# Tour de France 2013 Wild camping



## barryd (May 9, 2008)

There may be a chance we can get away in mid to late July. Depends on me completing a job in time thats coming up.

I quite fancy seeing a bit of the Tour de France hopefully one of the mountain stages or summit finishes. Maybe Mont Ventoux or Annecy area.

I gather from previous posts and from seeing them on the TV that motorhomes adorn the route all over France.

Are there any detailed maps of the routes? I have found the general one on line but I need a road map. Its useless as a guide.

Does anyone know of any good places to hold up in the mountains to watch the race go by? 

I appreciate we would probably have to get there a couple of days early to grab a spot.
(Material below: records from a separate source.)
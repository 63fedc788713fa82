//
//  git-providers
//  providers/gitea.rs
//
//  Created by Ngonidzashe Mangudya on 2026/01/12.
//  Copyright (c) 2025 IAMNGONI. All rights reserved.
//

//! # Gitea Adapter
//!
//! Self-hosted Gitea instances and Codeberg through the `/api/v1` REST API,
//! authenticated with the `token` scheme.
//!
//! ## URL Forms
//!
//! | Path after the repository | Effect |
//! |---------------------------|--------|
//! | `pulls/{n}` | `pr_number` |
//! | `src/branch/{branch}[/{path}]` | `branch` (and `path`) |
//! | `src/commit/{sha}[/{path}]` | `branch` and `sha` (and `path`) |
//! | `commit/{sha}` | `branch` and `sha` |
//! | `commits/branch/{branch}` | `branch` |
//!
//! Gitea has no "branches containing commit" endpoint, so
//! [`GitProvider::get_branch_by_commit`] walks first parents.

use async_trait::async_trait;
use reqwest::header::HeaderMap;
use serde::Deserialize;
use serde_json::json;

use crate::api::common::{ProviderError, Result};
use crate::api::ApiClient;
use crate::auth::AuthCredential;
use crate::context::resolver::{parse_pr_number, parse_static_git_context, path_segments};
use crate::context::{
    GitBranch, GitEventData, GitNamespace, GitPullRequest, GitRepository, GitUser, ListOptions,
    RepositoryContextRequest, StaticGitContext,
};
use crate::providers::{
    find_branch_by_parent_walk, header_is, resolve_namespace, web_url, CommitGraph, GitProvider,
    MAX_PARENT_WALK_DEPTH,
};

/// Codeberg's public instance.
pub const CODEBERG_URL: &str = "https://codeberg.org";
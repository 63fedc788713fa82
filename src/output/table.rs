//
//  git-providers
//  output/table.rs
//
//  Created by Ngonidzashe Mangudya on 2026/01/12.
//  Copyright (c) 2025 IAMNGONI. All rights reserved.
//

//! # Table Output Formatting
//!
//! `comfy_table` tables with UTF-8 borders whose columns adapt to the
//! terminal width.
//!
//! ```rust
//! use git_providers::output::TableBuilder;
//!
//! let table = TableBuilder::new()
//!     .color(false)
//!     .headers(["Name", "Sha"])
//!     .row(["main", "9f3c2a1"])
//!     .build();
//! assert!(table.to_string().contains("main"));
//! ```

use comfy_table::{presets::UTF8_FULL, Cell, Color, ContentArrangement, Table};

/// A table with the UTF-8 preset and dynamic column widths.
pub fn create_table() -> Table {
    let mut table = Table::new();
    table
        .load_preset(UTF8_FULL)
        .set_content_arrangement(ContentArrangement::Dynamic);
    table
}

/// Fluent builder over [`create_table`].
///
/// Header cells are cyan when colour is enabled. Colour defaults to
/// `console::colors_enabled()`.
pub struct TableBuilder {
    table: Table,
    color: bool,
}

impl TableBuilder {
    pub fn new() -> Self {
        Self {
            table: create_table(),
            color: console::colors_enabled(),
        }
    }

    pub fn color(mut self, enabled: bool) -> Self {
        self.color = enabled;
        self
    }

    pub fn headers<I, S>(mut self, headers: I) -> Self
    where
        I: IntoIterator<Item = S>,
        S: Into<String>,
    {
        let headers: Vec<String> = headers.into_iter().map(Into::into).collect();
        if self.color {
            self.table
                .set_header(headers.iter().map(|h| Cell::new(h).fg(Color::Cyan)));
        } else {
            self.table.set_header(headers);
        }
        self
    }

    pub fn row<I, S>(mut self, cells: I) -> Self
    where
        I: IntoIterator<Item = S>,
        S: Into<String>,
    {
        let row: Vec<String> = cells.into_iter().map(Into::into).collect();
        self.table.add_row(row);
        self
    }

    pub fn rows<I, R, S>(self, rows: I) -> Self
    where
        I: IntoIterator<Item = R>,
        R: IntoIterator<Item = S>,
        S: Into<String>,
    {
        rows.into_iter().fold(self, |builder, row| builder.row(row))
    }

    pub fn print(self) {
        println!("{}", self.table);
    }

    pub fn build(self) -> Table {
        self.table
    }
}

impl Default for TableBuilder {
    fn default() -> Self {
        Self::new()
    }
}

/// Shortens `s` to `max_len` characters, ending in `...` when cut.
pub fn truncate(s: &str, max_len: usize) -> String {
    if s.chars().count() <= max_len {
        return s.to_string();
    }
    if max_len > 3 {
        let head: String = s.chars().take(max_len - 3).collect();
        format!("{head}...")
    } else {
        s.chars().take(max_len).collect()
    }
}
It may never happen but fail to prepare, prepare to fail and all that nonsense!


----------



## Penquin (Oct 15, 2007)

Is this of any help?

http://www.cyclingnews.com/tour-de-france/stages

or this ?

http://www.velopeloton.com/2013_tour_de_france_route.html

Dave


----------



## barryd (May 9, 2008)

Thanks Dave. I found the second one but the first one has some detailed maps like this one for Annecy. http://www.cyclingnews.com/tour-de-france/stage-20

I know that are quite well and I think a wild spot we found might have been on the actual route.

I reckon a few days by the lake, maybe including Bastile day and then up in the hills for the race.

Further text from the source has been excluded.